The project completion is planned for December 2015 – February 2016 and should provide at least 275 MW to the national grid, which is a minimum of 12% of the national consumption, making it the largest project in the south.

The hydroelectric plant will have a capacity of 275 MW and will generate about 1,300 GW of energy. It is considered the most important project of the Pacific hydrological regime.

The dam will be located in the San Francisco area, with the capacity of 16 million cubic metres of water stored in the reservoir and taken through a low pressure tunnel, 13.9 km in length and 4.75 m in diameter, and designed to carry 65 cubic metres per second to a surge tank 68 m high, connected to a steel pressure pipe, 3.75 m in diameter, composed of a vertical 456 m shaft and a horizontal section of 110 m in length.

The pipe ends in three splitters leading water to the vertical axis turbine housed in a box in the Gramalote sector.

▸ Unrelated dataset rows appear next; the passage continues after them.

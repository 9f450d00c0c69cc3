use std::collections::HashMap;

use log::{debug, info, trace, warn};
use mac_address::MacAddress;

use crate::advertisement::AdvertisingRecord;
use crate::config::{BleDevice, Role};
use crate::decoder::{self, Decoded};
use crate::presence::{PresenceTracker, Timestamp, Transition};
use crate::sink::ReportSink;

/// Known addresses and what they are used for.
#[derive(Debug, Default, Clone)]
pub struct RoleMap {
    roles: HashMap<MacAddress, Role>,
}

impl RoleMap {
    pub fn from_devices(devices: &[BleDevice]) -> Self {
        let mut map = RoleMap::default();
        for device in devices {
            info!(
                "Tracking {} ({}) as {:?}",
                device.name, device.address, device.role
            );
            map.insert(device.address, device.role);
        }
        if !map.has(Role::Beacon) {
            warn!("No beacon configured, the lock will never open");
        }
        if !map.has(Role::Sensor) {
            warn!("No sensor configured, no readings will be reported");
        }
        map
    }

    pub fn insert(&mut self, address: MacAddress, role: Role) {
        self.roles.insert(address, role);
    }

    pub fn role_of(&self, address: &MacAddress) -> Option<Role> {
        self.roles.get(address).copied()
    }

    fn has(&self, role: Role) -> bool {
        self.roles.values().any(|r| *r == role)
    }
}

/// Routes advertising records to the presence tracker and the sensor decoder
/// and hands the results to the sink.
pub struct Dispatcher<S: ReportSink> {
    roles: RoleMap,
    tracker: PresenceTracker,
    sink: S,
    forward_combined: bool,
}

impl<S: ReportSink> Dispatcher<S> {
    pub fn new(roles: RoleMap, tracker: PresenceTracker, sink: S) -> Self {
        Dispatcher {
            roles,
            tracker,
            sink,
            forward_combined: false,
        }
    }

    /// Also report frames that are not forwarded by default.
    pub fn with_forward_combined(mut self, forward_combined: bool) -> Self {
        self.forward_combined = forward_combined;
        self
    }

    pub fn dispatch(&mut self, record: &AdvertisingRecord) {
        self.dispatch_at(record, Timestamp::now());
    }

    pub fn dispatch_at(&mut self, record: &AdvertisingRecord, now: Timestamp) {
        let role = self.roles.role_of(&record.address);
        if role.is_some() {
            debug!(
                "{} - RSSI {} ({:?}, event {:#04x}, address type {})",
                record.address_string(),
                record.rssi,
                role,
                record.event_type,
                record.address_type
            );
        }

        if role == Some(Role::Sensor) {
            self.decode_sensor(record);
        }

        let transition = self.tracker.observe(role == Some(Role::Beacon), now);
        self.forward_transition(transition);
    }

    /// Re-evaluates the presence window without a new record.
    pub fn tick(&mut self, now: Timestamp) {
        let transition = self.tracker.observe(false, now);
        self.forward_transition(transition);
    }

    #[cfg(test)]
    pub fn sink(&self) -> &S {
        &self.sink
    }

    #[cfg(test)]
    pub fn tracker(&self) -> &PresenceTracker {
        &self.tracker
    }

    fn decode_sensor(&mut self, record: &AdvertisingRecord) {
        match decoder::decode(&record.payload, record.length()) {
            Ok(Decoded::Frame {
                sub_type,
                forwarded,
                readings,
            }) => {
                if !forwarded && !self.forward_combined {
                    debug!("Sub-type {:#04x} not forwarded: {:?}", sub_type, readings);
                    return;
                }
                for reading in readings {
                    let value = reading.value.to_string();
                    debug!("{} = {}", reading.kind.name(), value);
                    self.sink.report(reading.kind.name(), &value);
                }
            }
            Ok(Decoded::Skip) => {
                trace!("Skipping frame from {}", record.address_string());
            }
            Err(err) => {
                debug!(
                    "Dropping frame from {}: {}",
                    record.address_string(),
                    err
                );
            }
        }
    }

    fn forward_transition(&mut self, transition: Option<Transition>) {
        if let Some(Transition { to }) = transition {
            info!("STATUS: {:?}", to);
            self.sink.report("lock", to.report_value());
        }
    }
}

Each turbine is connected to an electric 91.66 MW generator. The generated energy is connected to a transformer located in the chain of 230 kV transformers. Energy is finally led to a substation where it contributes to the National Interconnected System.

“This is a new country with future, with strategic projects like Minas San Francisco, that are part of the productive matrix of energy projects that will produce renewable energy through hydroelectric power for Ecuadorian households,” the president said in a brief statement after his first visit to the construction site.

He confirmed that these eight projects will be completed by 2016, providing the energy that the country requires and probably exporting power.